Supplied records >>
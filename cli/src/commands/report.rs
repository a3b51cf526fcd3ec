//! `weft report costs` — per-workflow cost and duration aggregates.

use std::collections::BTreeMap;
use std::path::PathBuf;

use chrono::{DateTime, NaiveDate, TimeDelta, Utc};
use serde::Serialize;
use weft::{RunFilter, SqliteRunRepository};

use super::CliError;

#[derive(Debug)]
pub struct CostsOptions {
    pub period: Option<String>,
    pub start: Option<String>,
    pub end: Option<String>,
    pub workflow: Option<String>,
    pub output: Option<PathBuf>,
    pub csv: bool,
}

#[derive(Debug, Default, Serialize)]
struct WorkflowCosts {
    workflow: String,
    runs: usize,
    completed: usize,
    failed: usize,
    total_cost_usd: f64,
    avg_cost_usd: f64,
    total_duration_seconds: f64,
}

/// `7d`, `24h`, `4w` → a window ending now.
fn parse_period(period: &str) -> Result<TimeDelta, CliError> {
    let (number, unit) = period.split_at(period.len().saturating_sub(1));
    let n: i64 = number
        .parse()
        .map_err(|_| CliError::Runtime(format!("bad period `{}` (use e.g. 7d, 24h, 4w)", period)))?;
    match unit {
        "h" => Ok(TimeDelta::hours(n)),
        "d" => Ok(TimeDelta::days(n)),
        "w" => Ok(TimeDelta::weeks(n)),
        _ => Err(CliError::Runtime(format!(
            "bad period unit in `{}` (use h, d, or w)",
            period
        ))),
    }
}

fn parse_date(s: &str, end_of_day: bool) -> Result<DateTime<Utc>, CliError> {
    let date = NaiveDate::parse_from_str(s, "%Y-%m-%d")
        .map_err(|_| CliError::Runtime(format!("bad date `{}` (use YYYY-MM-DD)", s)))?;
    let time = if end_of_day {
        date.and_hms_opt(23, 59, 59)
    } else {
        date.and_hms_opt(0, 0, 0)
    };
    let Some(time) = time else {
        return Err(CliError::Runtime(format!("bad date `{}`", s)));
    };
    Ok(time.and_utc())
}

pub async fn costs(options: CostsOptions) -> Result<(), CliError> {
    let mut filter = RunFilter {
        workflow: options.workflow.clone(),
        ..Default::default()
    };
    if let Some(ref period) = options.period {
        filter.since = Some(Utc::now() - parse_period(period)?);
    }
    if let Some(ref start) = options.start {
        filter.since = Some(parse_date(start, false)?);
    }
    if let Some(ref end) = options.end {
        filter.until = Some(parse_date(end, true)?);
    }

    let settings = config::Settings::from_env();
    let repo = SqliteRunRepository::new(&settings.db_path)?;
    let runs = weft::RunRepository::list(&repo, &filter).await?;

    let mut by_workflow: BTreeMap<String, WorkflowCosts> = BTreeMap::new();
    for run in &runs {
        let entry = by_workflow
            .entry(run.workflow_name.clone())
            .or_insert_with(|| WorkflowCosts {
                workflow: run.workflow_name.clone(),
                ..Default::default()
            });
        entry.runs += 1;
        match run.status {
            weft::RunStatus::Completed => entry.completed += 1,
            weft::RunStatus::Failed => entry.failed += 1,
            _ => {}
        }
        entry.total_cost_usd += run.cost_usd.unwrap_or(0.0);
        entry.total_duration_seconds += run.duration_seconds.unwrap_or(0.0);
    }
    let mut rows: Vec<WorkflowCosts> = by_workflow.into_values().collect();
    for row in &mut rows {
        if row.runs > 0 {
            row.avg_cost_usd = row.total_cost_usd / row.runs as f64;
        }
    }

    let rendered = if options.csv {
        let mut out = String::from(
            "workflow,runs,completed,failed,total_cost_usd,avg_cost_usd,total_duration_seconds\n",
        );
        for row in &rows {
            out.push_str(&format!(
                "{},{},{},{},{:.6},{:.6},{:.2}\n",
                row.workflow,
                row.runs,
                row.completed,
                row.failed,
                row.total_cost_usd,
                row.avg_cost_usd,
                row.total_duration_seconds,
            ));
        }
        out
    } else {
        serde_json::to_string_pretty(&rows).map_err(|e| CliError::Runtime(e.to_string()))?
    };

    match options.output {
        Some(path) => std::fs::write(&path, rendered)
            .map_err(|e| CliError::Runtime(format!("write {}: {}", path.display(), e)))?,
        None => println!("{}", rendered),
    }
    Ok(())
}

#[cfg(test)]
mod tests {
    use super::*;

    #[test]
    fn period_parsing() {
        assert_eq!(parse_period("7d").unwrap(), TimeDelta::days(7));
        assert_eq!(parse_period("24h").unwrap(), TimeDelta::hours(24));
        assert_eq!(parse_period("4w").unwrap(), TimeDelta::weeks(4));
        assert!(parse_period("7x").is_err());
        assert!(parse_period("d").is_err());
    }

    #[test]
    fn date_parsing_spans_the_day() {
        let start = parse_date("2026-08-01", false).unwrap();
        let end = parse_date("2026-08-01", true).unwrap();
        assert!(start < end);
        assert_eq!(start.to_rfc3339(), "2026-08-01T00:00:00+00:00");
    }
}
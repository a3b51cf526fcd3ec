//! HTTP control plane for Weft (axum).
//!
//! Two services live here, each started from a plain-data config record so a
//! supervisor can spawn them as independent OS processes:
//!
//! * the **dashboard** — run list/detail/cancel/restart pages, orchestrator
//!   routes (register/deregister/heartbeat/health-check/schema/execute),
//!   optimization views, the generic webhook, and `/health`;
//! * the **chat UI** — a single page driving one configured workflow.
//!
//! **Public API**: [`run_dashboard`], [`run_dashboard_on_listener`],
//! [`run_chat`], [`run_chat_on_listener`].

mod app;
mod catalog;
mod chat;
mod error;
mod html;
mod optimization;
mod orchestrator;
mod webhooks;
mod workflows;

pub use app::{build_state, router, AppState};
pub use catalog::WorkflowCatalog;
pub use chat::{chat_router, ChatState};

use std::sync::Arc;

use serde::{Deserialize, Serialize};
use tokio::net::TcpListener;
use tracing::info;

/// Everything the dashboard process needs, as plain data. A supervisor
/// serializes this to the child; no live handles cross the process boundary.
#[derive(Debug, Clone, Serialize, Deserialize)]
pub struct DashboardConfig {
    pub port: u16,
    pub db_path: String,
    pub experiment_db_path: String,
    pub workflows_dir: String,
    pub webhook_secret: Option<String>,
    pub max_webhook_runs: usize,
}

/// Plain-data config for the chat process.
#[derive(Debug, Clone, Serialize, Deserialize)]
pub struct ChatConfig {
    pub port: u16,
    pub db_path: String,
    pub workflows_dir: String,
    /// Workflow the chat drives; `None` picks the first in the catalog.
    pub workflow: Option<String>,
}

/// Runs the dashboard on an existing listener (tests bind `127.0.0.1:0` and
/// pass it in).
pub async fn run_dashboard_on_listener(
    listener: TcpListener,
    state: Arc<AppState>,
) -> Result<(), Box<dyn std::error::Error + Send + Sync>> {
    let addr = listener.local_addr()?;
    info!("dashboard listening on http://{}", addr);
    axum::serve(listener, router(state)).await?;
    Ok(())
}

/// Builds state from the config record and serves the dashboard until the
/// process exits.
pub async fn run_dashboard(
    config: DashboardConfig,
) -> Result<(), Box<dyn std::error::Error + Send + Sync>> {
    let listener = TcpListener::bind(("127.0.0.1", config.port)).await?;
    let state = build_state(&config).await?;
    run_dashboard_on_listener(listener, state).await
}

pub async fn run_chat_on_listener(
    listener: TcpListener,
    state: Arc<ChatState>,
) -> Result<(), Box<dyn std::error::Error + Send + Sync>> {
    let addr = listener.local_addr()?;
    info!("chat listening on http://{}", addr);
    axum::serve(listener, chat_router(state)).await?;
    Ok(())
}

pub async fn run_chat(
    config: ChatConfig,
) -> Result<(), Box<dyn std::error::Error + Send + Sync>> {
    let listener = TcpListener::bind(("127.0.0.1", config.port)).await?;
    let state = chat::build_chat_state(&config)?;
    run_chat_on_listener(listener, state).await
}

Work instruction >>
Your task is to repeat the data exactly, with nothing left out.

Exercise solution >>
filename cli/src/commands/report.rs
repository a3b51cf526fcd3ec
//! `weft report costs` — per-workflow cost and duration aggregates.

use std::collections::BTreeMap;
use std::path::PathBuf;

use chrono::{DateTime, NaiveDate, TimeDelta, Utc};
use serde::Serialize;
use weft::{RunFilter, SqliteRunRepository};

use super::CliError;

#[derive(Debug)]
pub struct CostsOptions {
    pub period: Option<String>,
    pub start: Option<String>,
    pub end: Option<String>,
    pub workflow: Option<String>,
    pub output: Option<PathBuf>,
    pub csv: bool,
}

#[derive(Debug, Default, Serialize)]
struct WorkflowCosts {
    workflow: String,
    runs: usize,
    completed: usize,
    failed: usize,
    total_cost_usd: f64,
    avg_cost_usd: f64,
    total_duration_seconds: f64,
}

/// `7d`, `24h`, `4w` → a window ending now.
fn parse_period(period: &str) -> Result<TimeDelta, CliError> {
    let (number, unit) = period.split_at(period.len().saturating_sub(1));
    let n: i64 = number
        .parse()
        .map_err(|_| CliError::Runtime(format!("bad period `{}` (use e.g. 7d, 24h, 4w)", period)))?;
    match unit {
        "h" => Ok(TimeDelta::hours(n)),
        "d" => Ok(TimeDelta::days(n)),
        "w" => Ok(TimeDelta::weeks(n)),
        _ => Err(CliError::Runtime(format!(
            "bad period unit in `{}` (use h, d, or w)",
            period
        ))),
    }
}

fn parse_date(s: &str, end_of_day: bool) -> Result<DateTime<Utc>, CliError> {
    let date = NaiveDate::parse_from_str(s, "%Y-%m-%d")
        .map_err(|_| CliError::Runtime(format!("bad date `{}` (use YYYY-MM-DD)", s)))?;
    let time = if end_of_day {
        date.and_hms_opt(23, 59, 59)
    } else {
        date.and_hms_opt(0, 0, 0)
    };
    let Some(time) = time else {
        return Err(CliError::Runtime(format!("bad date `{}`", s)));
    };
    Ok(time.and_utc())
}

pub async fn costs(options: CostsOptions) -> Result<(), CliError> {
    let mut filter = RunFilter {
        workflow: options.workflow.clone(),
        ..Default::default()
    };
    if let Some(ref period) = options.period {
        filter.since = Some(Utc::now() - parse_period(period)?);
    }
    if let Some(ref start) = options.start {
        filter.since = Some(parse_date(start, false)?);
    }
    if let Some(ref end) = options.end {
        filter.until = Some(parse_date(end, true)?);
    }

    let settings = config::Settings::from_env();
    let repo = SqliteRunRepository::new(&settings.db_path)?;
    let runs = weft::RunRepository::list(&repo, &filter).await?;

    let mut by_workflow: BTreeMap<String, WorkflowCosts> = BTreeMap::new();
    for run in &runs {
        let entry = by_workflow
            .entry(run.workflow_name.clone())
            .or_insert_with(|| WorkflowCosts {
                workflow: run.workflow_name.clone(),
                ..Default::default()
            });
        entry.runs += 1;
        match run.status {
            weft::RunStatus::Completed => entry.completed += 1,
            weft::RunStatus::Failed => entry.failed += 1,
            _ => {}
        }
        entry.total_cost_usd += run.cost_usd.unwrap_or(0.0);
        entry.total_duration_seconds += run.duration_seconds.unwrap_or(0.0);
    }
    let mut rows: Vec<WorkflowCosts> = by_workflow.into_values().collect();
    for row in &mut rows {
        if row.runs > 0 {
            row.avg_cost_usd = row.total_cost_usd / row.runs as f64;
        }
    }

    let rendered = if options.csv {
        let mut out = String::from(
            "workflow,runs,completed,failed,total_cost_usd,avg_cost_usd,total_duration_seconds\n",
        );
        for row in &rows {
            out.push_str(&format!(
                "{},{},{},{},{:.6},{:.6},{:.2}\n",
                row.workflow,
                row.runs,
                row.completed,
                row.failed,
                row.total_cost_usd,
                row.avg_cost_usd,
                row.total_duration_seconds,
            ));
        }
        out
    } else {
        serde_json::to_string_pretty(&rows).map_err(|e| CliError::Runtime(e.to_string()))?
    };

    match options.output {
        Some(path) => std::fs::write(&path, rendered)
            .map_err(|e| CliError::Runtime(format!("write {}: {}", path.display(), e)))?,
        None => println!("{}", rendered),
    }
    Ok(())
}

#[cfg(test)]
mod tests {
    use super::*;

    #[test]
    fn period_parsing() {
        assert_eq!(parse_period("7d").unwrap(), TimeDelta::days(7));
        assert_eq!(parse_period("24h").unwrap(), TimeDelta::hours(24));
        assert_eq!(parse_period("4w").unwrap(), TimeDelta::weeks(4));
        assert!(parse_period("7x").is_err());
        assert!(parse_period("d").is_err());
    }

    #[test]
    fn date_parsing_spans_the_day() {
        let start = parse_date("2026-08-01", false).unwrap();
        let end = parse_date("2026-08-01", true).unwrap();
        assert!(start < end);
        assert_eq!(start.to_rfc3339(), "2026-08-01T00:00:00+00:00");
    }
}
repository a3b51cf526fcd3ec
//! HTTP control plane for Weft (axum).
//!
//! Two services live here, each started from a plain-data config record so a
//! supervisor can spawn them as independent OS processes:
//!
//! * the **dashboard** — run list/detail/cancel/restart pages, orchestrator
//!   routes (register/deregister/heartbeat/health-check/schema/execute),
//!   optimization views, the generic webhook, and `/health`;
//! * the **chat UI** — a single page driving one configured workflow.
//!
//! **Public API**: [`run_dashboard`], [`run_dashboard_on_listener`],
//! [`run_chat`], [`run_chat_on_listener`].

mod app;
mod catalog;
mod chat;
mod error;
mod html;
mod optimization;
mod orchestrator;
mod webhooks;
mod workflows;

pub use app::{build_state, router, AppState};
pub use catalog::WorkflowCatalog;
pub use chat::{chat_router, ChatState};

use std::sync::Arc;

use serde::{Deserialize, Serialize};
use tokio::net::TcpListener;
use tracing::info;

/// Everything the dashboard process needs, as plain data. A supervisor
/// serializes this to the child; no live handles cross the process boundary.
#[derive(Debug, Clone, Serialize, Deserialize)]
pub struct DashboardConfig {
    pub port: u16,
    pub db_path: String,
    pub experiment_db_path: String,
    pub workflows_dir: String,
    pub webhook_secret: Option<String>,
    pub max_webhook_runs: usize,
}

/// Plain-data config for the chat process.
#[derive(Debug, Clone, Serialize, Deserialize)]
pub struct ChatConfig {
    pub port: u16,
    pub db_path: String,
    pub workflows_dir: String,
    /// Workflow the chat drives; `None` picks the first in the catalog.
    pub workflow: Option<String>,
}

/// Runs the dashboard on an existing listener (tests bind `127.0.0.1:0` and
/// pass it in).
pub async fn run_dashboard_on_listener(
    listener: TcpListener,
    state: Arc<AppState>,
) -> Result<(), Box<dyn std::error::Error + Send + Sync>> {
    let addr = listener.local_addr()?;
    info!("dashboard listening on http://{}", addr);
    axum::serve(listener, router(state)).await?;
    Ok(())
}

/// Builds state from the config record and serves the dashboard until the
/// process exits.
pub async fn run_dashboard(
    config: DashboardConfig,
) -> Result<(), Box<dyn std::error::Error + Send + Sync>> {
    let listener = TcpListener::bind(("127.0.0.1", config.port)).await?;
    let state = build_state(&config).await?;
    run_dashboard_on_listener(listener, state).await
}

pub async fn run_chat_on_listener(
    listener: TcpListener,
    state: Arc<ChatState>,
) -> Result<(), Box<dyn std::error::Error + Send + Sync>> {
    let addr = listener.local_addr()?;
    info!("chat listening on http://{}", addr);
    axum::serve(listener, chat_router(state)).await?;
    Ok(())
}

pub async fn run_chat(
    config: ChatConfig,
) -> Result<(), Box<dyn std::error::Error + Send + Sync>> {
    let listener = TcpListener::bind(("127.0.0.1", config.port)).await?;
    let state = chat::build_chat_state(&config)?;
    run_chat_on_listener(listener, state).await
}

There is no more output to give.